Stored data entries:

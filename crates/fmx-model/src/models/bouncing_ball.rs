//! Bouncing ball: two continuous states and one event indicator.
//!
//! ```text
//! der(h) = v
//! der(v) = g
//! ```
//!
//! When the ball hits the ground (h crosses zero while falling) the velocity
//! is reversed and damped by `e`. Below `v_min` the ball comes to rest on the
//! ground (h = 0, v = 0), where gravity no longer acts.

use fmx_core::{Capabilities, FmuError, FmuResult, ModelConfig, ValueReference};

use crate::cursor::{Float64Sink, Float64Source};
use crate::instance::HostState;
use crate::model::{EventUpdate, Model};
use crate::variables::{Causality, Variability, Variable, VariableTable};

const V_MIN: f64 = 0.1;

#[derive(Clone, Copy, Debug, PartialEq, Eq, Hash)]
pub enum BallVar {
    Time,
    H,
    DerH,
    V,
    DerV,
    G,
    E,
    VMin,
}

impl BallVar {
    pub const fn vr(self) -> ValueReference {
        ValueReference::new(self as u32)
    }

    pub fn from_vr(vr: ValueReference) -> Option<Self> {
        match vr.get() {
            0 => Some(BallVar::Time),
            1 => Some(BallVar::H),
            2 => Some(BallVar::DerH),
            3 => Some(BallVar::V),
            4 => Some(BallVar::DerV),
            5 => Some(BallVar::G),
            6 => Some(BallVar::E),
            7 => Some(BallVar::VMin),
            _ => None,
        }
    }
}

static VARIABLES: VariableTable = VariableTable::new(&[
    Variable::float64(0, "time", Causality::Independent, Variability::Continuous),
    Variable::float64(1, "h", Causality::Output, Variability::Continuous)
        .with_start(1.0)
        .with_state_index(0)
        .with_description("Height above ground (m)"),
    Variable::float64(2, "der(h)", Causality::Local, Variability::Continuous),
    Variable::float64(3, "v", Causality::Output, Variability::Continuous)
        .with_start(0.0)
        .with_state_index(1)
        .with_description("Vertical velocity (m/s)"),
    Variable::float64(4, "der(v)", Causality::Local, Variability::Continuous),
    Variable::float64(5, "g", Causality::Parameter, Variability::Fixed)
        .with_start(-9.81)
        .with_description("Gravitational acceleration (m/s2)"),
    Variable::float64(6, "e", Causality::Parameter, Variability::Tunable)
        .with_start(0.7)
        .with_description("Coefficient of restitution"),
    Variable::float64(7, "v_min", Causality::Local, Variability::Constant).with_start(V_MIN),
]);

#[derive(Clone, Debug, PartialEq)]
pub struct BouncingBall {
    pub h: f64,
    pub v: f64,
    pub g: f64,
    pub e: f64,
}

impl Default for BouncingBall {
    fn default() -> Self {
        let mut model = Self {
            h: 0.0,
            v: 0.0,
            g: 0.0,
            e: 0.0,
        };
        model.set_start_values();
        model
    }
}

impl BouncingBall {
    /// Lying on the ground. Follows the state, so lifting the ball by setting
    /// `h` or `v` puts gravity back to work.
    pub fn is_at_rest(&self) -> bool {
        self.h <= 0.0 && self.v == 0.0
    }

    fn der_v(&self) -> f64 {
        if self.is_at_rest() { 0.0 } else { self.g }
    }
}

impl Model for BouncingBall {
    const CONFIG: ModelConfig = ModelConfig {
        identifier: "BouncingBall",
        instantiation_token: "{4E6F2A8C-51B3-4D0E-9C7A-2F3B8D1E6A05}",
        fixed_solver_step: 1e-3,
        default_stop_time: 3.0,
        nx: 2,
        nz: 1,
        capabilities: Capabilities::all(),
    };

    fn variables() -> &'static VariableTable {
        &VARIABLES
    }

    fn set_start_values(&mut self) {
        self.h = 1.0;
        self.v = 0.0;
        self.g = -9.81;
        self.e = 0.7;
    }

    fn get_float64(
        &self,
        host: &HostState,
        vr: ValueReference,
        out: &mut Float64Sink<'_>,
    ) -> FmuResult<()> {
        let value = match BallVar::from_vr(vr) {
            Some(BallVar::Time) => host.time(),
            Some(BallVar::H) => self.h,
            Some(BallVar::DerH) => self.v,
            Some(BallVar::V) => self.v,
            Some(BallVar::DerV) => self.der_v(),
            Some(BallVar::G) => self.g,
            Some(BallVar::E) => self.e,
            Some(BallVar::VMin) => V_MIN,
            None => return Err(FmuError::GetNotAllowed { vr }),
        };
        out.push(value)
    }

    fn set_float64(&mut self, vr: ValueReference, input: &mut Float64Source<'_>) -> FmuResult<()> {
        let slot = match BallVar::from_vr(vr) {
            Some(BallVar::H) => &mut self.h,
            Some(BallVar::V) => &mut self.v,
            Some(BallVar::G) => &mut self.g,
            Some(BallVar::E) => &mut self.e,
            Some(var @ (BallVar::Time | BallVar::DerH | BallVar::DerV | BallVar::VMin)) => {
                let name = VARIABLES.get(var.vr()).map_or("?", |v| v.name);
                return Err(FmuError::ReadOnly { vr, name });
            }
            None => return Err(FmuError::UnexpectedReference { vr }),
        };
        *slot = input.next_value()?;
        Ok(())
    }

    fn get_output_derivative(&self, _host: &HostState, vr: ValueReference) -> FmuResult<f64> {
        match BallVar::from_vr(vr) {
            Some(BallVar::H) => Ok(self.v),
            Some(BallVar::V) => Ok(self.der_v()),
            _ => Err(FmuError::NoOutputDerivative { vr }),
        }
    }

    fn event_update(&mut self, _host: &HostState) -> EventUpdate {
        if self.h <= 0.0 && self.v < 0.0 {
            self.v = -self.e * self.v;
            if self.v < V_MIN {
                self.h = 0.0;
                self.v = 0.0;
            } else {
                self.h = f64::MIN_POSITIVE;
            }
            EventUpdate {
                values_changed: true,
                ..EventUpdate::default()
            }
        } else {
            EventUpdate::default()
        }
    }

    fn get_continuous_states(&self, x: &mut [f64]) {
        x[0] = self.h;
        x[1] = self.v;
    }

    fn set_continuous_states(&mut self, x: &[f64]) {
        self.h = x[0];
        self.v = x[1];
    }

    fn get_derivatives(&self, _host: &HostState, dx: &mut [f64]) {
        dx[0] = self.v;
        dx[1] = self.der_v();
    }

    fn get_event_indicators(&self, _host: &HostState, z: &mut [f64]) {
        // resting on the ground must not look like a crossing
        z[0] = if self.is_at_rest() { 1.0 } else { self.h };
    }
}
//! Run settings file.

use std::collections::BTreeMap;
use std::path::{Path, PathBuf};

use fmx_core::InterfaceType;
use fmx_sim::{IntegratorType, SimOptions};
use serde::Deserialize;

use crate::error::{CliError, CliResult};

/// Models built into the CLI.
#[derive(Clone, Copy, Debug, PartialEq, Eq, Deserialize, clap::ValueEnum)]
#[serde(rename_all = "kebab-case")]
pub enum ModelKind {
    Dummy,
    BouncingBall,
}

#[derive(Clone, Copy, Debug, Default, PartialEq, Eq, Deserialize)]
#[serde(rename_all = "kebab-case")]
pub enum IntegratorChoice {
    #[default]
    Rk4,
    Euler,
}

impl From<IntegratorChoice> for IntegratorType {
    fn from(choice: IntegratorChoice) -> Self {
        match choice {
            IntegratorChoice::Rk4 => IntegratorType::RK4,
            IntegratorChoice::Euler => IntegratorType::ForwardEuler,
        }
    }
}

/// Tabulated inputs: `data` rows are `[time, value per name...]`.
#[derive(Clone, Debug, PartialEq, Deserialize)]
#[serde(deny_unknown_fields)]
pub struct InputSignalSettings {
    pub names: Vec<String>,
    pub data: Vec<Vec<f64>>,
}

fn default_instance_name() -> String {
    "instance".to_string()
}

fn default_step_size() -> f64 {
    1e-3
}

fn default_record_every() -> usize {
    1
}

#[derive(Clone, Debug, PartialEq, Deserialize)]
#[serde(deny_unknown_fields)]
pub struct Settings {
    pub model: ModelKind,
    pub interface: InterfaceType,
    #[serde(default = "default_instance_name")]
    pub instance_name: String,
    #[serde(default)]
    pub start_time: f64,
    /// Falls back to the model's default stop time.
    #[serde(default)]
    pub stop_time: Option<f64>,
    #[serde(default = "default_step_size")]
    pub step_size: f64,
    #[serde(default)]
    pub integrator: IntegratorChoice,
    #[serde(default = "default_record_every")]
    pub record_every: usize,
    /// Values applied by variable name before initialization.
    #[serde(default)]
    pub start_values: BTreeMap<String, f64>,
    #[serde(default)]
    pub input_signals: Option<InputSignalSettings>,
    /// Variables to record; every output when empty.
    #[serde(default)]
    pub output: Vec<String>,
    /// CSV destination; stdout when unset.
    #[serde(default)]
    pub output_file: Option<PathBuf>,
    /// Dummy only: route write_data and increment writes into read_data.
    #[serde(default)]
    pub reference_aliasing: bool,
}

impl Settings {
    pub fn from_json(text: &str) -> CliResult<Self> {
        let settings: Settings = serde_json::from_str(text)?;
        settings.validate()?;
        Ok(settings)
    }

    pub fn load(path: &Path) -> CliResult<Self> {
        let text = std::fs::read_to_string(path)?;
        let mut settings = Self::from_json(&text)?;
        // relative output paths are taken from the settings file's folder
        if let (Some(out), Some(dir)) = (settings.output_file.as_mut(), path.parent()) {
            if out.is_relative() {
                *out = dir.join(&*out);
            }
        }
        Ok(settings)
    }

    fn validate(&self) -> CliResult<()> {
        if self.reference_aliasing && self.model != ModelKind::Dummy {
            return Err(CliError::InvalidSettings {
                what: "reference_aliasing only applies to the dummy model".to_string(),
            });
        }
        if let Some(inputs) = &self.input_signals {
            if inputs.names.is_empty() {
                return Err(CliError::InvalidSettings {
                    what: "input_signals.names must not be empty".to_string(),
                });
            }
        }
        Ok(())
    }

    pub fn sim_options(&self) -> SimOptions {
        SimOptions {
            start_time: self.start_time,
            stop_time: self.stop_time,
            step_size: self.step_size,
            record_every: self.record_every,
            integrator: self.integrator.into(),
            ..SimOptions::default()
        }
    }
}

#[cfg(test)]
mod tests {
    use super::*;

    #[test]
    fn minimal_settings_use_defaults() {
        let settings =
            Settings::from_json(r#"{ "model": "dummy", "interface": "co-simulation" }"#).unwrap();
        assert_eq!(settings.model, ModelKind::Dummy);
        assert_eq!(settings.interface, InterfaceType::CoSimulation);
        assert_eq!(settings.step_size, 1e-3);
        assert_eq!(settings.stop_time, None);
        assert_eq!(settings.integrator, IntegratorChoice::Rk4);
        assert!(settings.output.is_empty());
    }

    #[test]
    fn full_settings_parse() {
        let text = r#"{
            "model": "bouncing-ball",
            "interface": "model-exchange",
            "instance_name": "ball",
            "stop_time": 2.0,
            "step_size": 0.01,
            "integrator": "euler",
            "start_values": { "h": 2.0, "e": 0.5 },
            "output": ["h", "v"],
            "output_file": "out/ball.csv"
        }"#;
        let settings = Settings::from_json(text).unwrap();
        assert_eq!(settings.model, ModelKind::BouncingBall);
        assert_eq!(settings.start_values["h"], 2.0);
        let opts = settings.sim_options();
        assert_eq!(opts.integrator, IntegratorType::ForwardEuler);
        assert_eq!(opts.stop_time, Some(2.0));
    }

    #[test]
    fn unknown_field_rejected() {
        let err = Settings::from_json(
            r#"{ "model": "dummy", "interface": "co-simulation", "bogus": 1 }"#,
        );
        assert!(matches!(err, Err(CliError::Json(_))));
    }

    #[test]
    fn aliasing_only_for_dummy() {
        let err = Settings::from_json(
            r#"{ "model": "bouncing-ball", "interface": "co-simulation", "reference_aliasing": true }"#,
        );
        assert!(matches!(err, Err(CliError::InvalidSettings { .. })));
    }
}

TASK GOAL ▸ Above are the lines; repeat exactly the ones from the line containing "ValueReference) -> FmuResult<f64>" down to the line containing "x[0] = self.h;", both inclusive.

WRITTEN ANSWER ▸
    fn get_output_derivative(&self, _host: &HostState, vr: ValueReference) -> FmuResult<f64> {
        match BallVar::from_vr(vr) {
            Some(BallVar::H) => Ok(self.v),
            Some(BallVar::V) => Ok(self.der_v()),
            _ => Err(FmuError::NoOutputDerivative { vr }),
        }
    }

    fn event_update(&mut self, _host: &HostState) -> EventUpdate {
        if self.h <= 0.0 && self.v < 0.0 {
            self.v = -self.e * self.v;
            if self.v < V_MIN {
                self.h = 0.0;
                self.v = 0.0;
            } else {
                self.h = f64::MIN_POSITIVE;
            }
            EventUpdate {
                values_changed: true,
                ..EventUpdate::default()
            }
        } else {
            EventUpdate::default()
        }
    }

    fn get_continuous_states(&self, x: &mut [f64]) {
        x[0] = self.h;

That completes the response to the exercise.